##### ENTRIES PROVIDED #####

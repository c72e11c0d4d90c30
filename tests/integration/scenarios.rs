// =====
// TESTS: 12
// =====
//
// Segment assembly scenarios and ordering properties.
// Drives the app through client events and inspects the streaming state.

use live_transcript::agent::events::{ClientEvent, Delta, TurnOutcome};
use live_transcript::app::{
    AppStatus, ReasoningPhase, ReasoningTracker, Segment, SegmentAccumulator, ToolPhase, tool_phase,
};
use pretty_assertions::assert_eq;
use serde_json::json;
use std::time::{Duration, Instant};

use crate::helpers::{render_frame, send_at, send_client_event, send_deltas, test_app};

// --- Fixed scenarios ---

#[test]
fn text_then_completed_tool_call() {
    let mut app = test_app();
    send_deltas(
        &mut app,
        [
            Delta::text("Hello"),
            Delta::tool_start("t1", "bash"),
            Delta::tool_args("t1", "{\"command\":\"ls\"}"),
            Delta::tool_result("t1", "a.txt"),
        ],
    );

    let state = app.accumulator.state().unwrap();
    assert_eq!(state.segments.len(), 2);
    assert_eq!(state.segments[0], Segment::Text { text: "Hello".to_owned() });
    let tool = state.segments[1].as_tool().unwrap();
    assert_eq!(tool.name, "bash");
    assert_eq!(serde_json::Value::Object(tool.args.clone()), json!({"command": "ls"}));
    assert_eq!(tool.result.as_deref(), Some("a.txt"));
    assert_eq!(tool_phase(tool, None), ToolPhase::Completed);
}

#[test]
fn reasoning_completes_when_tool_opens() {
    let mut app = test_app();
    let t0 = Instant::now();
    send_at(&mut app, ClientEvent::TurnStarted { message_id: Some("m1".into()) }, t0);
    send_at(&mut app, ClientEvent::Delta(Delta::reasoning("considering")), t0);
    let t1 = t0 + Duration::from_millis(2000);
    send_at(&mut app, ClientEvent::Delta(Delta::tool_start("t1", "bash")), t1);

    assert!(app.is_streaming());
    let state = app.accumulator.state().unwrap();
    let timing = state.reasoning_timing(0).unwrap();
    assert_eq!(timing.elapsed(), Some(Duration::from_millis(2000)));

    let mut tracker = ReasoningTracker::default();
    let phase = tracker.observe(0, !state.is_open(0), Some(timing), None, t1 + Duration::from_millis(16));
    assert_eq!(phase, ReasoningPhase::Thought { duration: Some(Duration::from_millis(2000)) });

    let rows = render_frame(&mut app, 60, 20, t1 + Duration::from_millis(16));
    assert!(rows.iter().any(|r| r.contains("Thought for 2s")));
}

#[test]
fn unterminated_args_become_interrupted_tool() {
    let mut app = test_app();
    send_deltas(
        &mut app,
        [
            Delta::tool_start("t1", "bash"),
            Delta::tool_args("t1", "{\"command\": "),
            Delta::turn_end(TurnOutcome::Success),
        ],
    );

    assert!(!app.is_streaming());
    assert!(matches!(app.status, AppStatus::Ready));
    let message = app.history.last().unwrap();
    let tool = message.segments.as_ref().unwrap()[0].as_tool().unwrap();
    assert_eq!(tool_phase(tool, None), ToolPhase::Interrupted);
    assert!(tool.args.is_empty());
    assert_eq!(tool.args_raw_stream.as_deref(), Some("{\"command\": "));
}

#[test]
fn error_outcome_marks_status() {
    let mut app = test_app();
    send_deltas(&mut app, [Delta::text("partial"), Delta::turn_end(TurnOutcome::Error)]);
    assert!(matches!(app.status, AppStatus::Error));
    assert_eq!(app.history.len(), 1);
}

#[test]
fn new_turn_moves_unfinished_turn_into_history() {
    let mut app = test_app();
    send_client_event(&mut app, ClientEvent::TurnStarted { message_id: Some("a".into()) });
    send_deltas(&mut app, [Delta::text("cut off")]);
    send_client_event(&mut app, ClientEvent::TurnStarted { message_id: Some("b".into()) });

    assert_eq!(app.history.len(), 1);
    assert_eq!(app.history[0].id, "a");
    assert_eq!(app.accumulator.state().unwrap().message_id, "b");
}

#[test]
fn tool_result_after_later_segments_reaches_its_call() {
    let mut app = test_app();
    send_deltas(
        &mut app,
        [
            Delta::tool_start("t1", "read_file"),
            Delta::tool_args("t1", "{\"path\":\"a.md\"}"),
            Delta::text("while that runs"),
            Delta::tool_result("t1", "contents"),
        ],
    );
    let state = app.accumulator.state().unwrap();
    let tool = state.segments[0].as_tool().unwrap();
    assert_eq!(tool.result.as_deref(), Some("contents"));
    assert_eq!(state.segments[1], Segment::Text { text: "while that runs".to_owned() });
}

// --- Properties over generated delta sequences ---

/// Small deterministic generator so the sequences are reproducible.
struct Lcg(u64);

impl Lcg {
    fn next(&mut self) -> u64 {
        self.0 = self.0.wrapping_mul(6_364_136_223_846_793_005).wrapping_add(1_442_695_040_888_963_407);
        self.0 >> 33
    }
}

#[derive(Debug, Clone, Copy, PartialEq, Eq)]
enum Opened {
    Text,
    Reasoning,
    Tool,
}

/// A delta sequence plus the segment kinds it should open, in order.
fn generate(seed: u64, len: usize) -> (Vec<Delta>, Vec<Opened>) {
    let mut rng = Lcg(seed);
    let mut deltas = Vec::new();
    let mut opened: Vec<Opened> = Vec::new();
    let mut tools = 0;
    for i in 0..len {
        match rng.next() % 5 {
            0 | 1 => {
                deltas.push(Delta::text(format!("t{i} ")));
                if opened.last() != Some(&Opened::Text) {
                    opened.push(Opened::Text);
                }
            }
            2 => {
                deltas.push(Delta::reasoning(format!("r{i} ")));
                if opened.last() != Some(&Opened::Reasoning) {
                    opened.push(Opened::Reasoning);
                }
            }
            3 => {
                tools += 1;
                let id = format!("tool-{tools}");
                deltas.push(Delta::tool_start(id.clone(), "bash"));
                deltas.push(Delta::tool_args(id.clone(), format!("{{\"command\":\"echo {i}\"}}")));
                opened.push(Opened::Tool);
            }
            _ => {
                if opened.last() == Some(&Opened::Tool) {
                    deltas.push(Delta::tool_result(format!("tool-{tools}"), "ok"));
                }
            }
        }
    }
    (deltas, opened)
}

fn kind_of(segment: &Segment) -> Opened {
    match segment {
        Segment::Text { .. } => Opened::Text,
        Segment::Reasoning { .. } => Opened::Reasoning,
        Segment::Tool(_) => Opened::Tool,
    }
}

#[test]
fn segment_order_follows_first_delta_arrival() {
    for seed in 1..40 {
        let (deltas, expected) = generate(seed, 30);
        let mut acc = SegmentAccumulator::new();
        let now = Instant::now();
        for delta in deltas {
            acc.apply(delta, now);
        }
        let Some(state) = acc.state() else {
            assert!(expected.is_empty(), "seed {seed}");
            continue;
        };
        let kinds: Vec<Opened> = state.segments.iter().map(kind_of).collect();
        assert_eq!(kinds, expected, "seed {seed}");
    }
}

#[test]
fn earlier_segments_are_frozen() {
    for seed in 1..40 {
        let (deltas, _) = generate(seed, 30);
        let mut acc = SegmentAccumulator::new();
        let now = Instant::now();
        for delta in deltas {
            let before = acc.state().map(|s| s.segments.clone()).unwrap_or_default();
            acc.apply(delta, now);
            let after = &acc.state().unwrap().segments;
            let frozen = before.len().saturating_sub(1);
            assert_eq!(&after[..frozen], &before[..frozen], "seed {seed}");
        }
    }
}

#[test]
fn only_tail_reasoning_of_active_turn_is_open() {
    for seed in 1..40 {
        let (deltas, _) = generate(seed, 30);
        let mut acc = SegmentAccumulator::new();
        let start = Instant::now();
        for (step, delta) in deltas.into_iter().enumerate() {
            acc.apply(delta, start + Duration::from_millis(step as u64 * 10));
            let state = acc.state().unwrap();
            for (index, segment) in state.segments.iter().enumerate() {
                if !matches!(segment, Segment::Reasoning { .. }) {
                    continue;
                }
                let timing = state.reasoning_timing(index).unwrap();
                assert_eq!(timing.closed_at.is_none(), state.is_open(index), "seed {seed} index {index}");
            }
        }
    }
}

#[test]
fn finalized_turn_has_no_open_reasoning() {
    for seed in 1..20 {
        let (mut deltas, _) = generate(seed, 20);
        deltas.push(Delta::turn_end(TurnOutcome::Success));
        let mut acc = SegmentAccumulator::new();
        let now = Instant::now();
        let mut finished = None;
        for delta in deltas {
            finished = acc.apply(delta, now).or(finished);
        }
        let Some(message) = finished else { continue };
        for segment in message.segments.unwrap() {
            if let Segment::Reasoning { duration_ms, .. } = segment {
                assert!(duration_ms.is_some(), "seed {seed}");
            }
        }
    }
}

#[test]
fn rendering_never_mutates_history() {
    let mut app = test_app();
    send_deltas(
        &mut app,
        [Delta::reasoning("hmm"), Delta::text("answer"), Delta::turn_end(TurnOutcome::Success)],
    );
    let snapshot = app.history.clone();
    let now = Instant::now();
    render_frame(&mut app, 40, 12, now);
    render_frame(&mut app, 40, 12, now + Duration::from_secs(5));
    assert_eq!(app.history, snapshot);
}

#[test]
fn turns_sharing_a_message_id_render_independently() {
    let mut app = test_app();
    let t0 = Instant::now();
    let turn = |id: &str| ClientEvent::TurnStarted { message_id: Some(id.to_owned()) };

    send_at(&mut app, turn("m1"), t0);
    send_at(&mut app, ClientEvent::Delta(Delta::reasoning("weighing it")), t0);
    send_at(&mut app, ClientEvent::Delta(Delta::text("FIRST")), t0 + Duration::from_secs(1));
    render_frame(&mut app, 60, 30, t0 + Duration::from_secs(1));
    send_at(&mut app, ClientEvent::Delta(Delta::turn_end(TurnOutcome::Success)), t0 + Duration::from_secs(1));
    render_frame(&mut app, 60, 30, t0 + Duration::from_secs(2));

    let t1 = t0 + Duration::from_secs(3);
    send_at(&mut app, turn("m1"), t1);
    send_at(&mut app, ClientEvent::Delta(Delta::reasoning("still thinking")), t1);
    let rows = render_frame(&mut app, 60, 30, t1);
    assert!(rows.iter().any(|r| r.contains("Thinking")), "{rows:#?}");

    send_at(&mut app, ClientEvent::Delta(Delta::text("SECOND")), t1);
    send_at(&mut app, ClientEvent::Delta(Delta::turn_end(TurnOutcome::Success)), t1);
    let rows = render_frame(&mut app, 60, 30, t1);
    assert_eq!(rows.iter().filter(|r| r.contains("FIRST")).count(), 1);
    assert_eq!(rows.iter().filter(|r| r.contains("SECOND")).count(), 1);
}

#####

TASK REQUIREMENTS —
Tell how many lines of the data above hold the string "Hello". The number alone is the answer.

ANSWER TO THIS EXERCISE —
2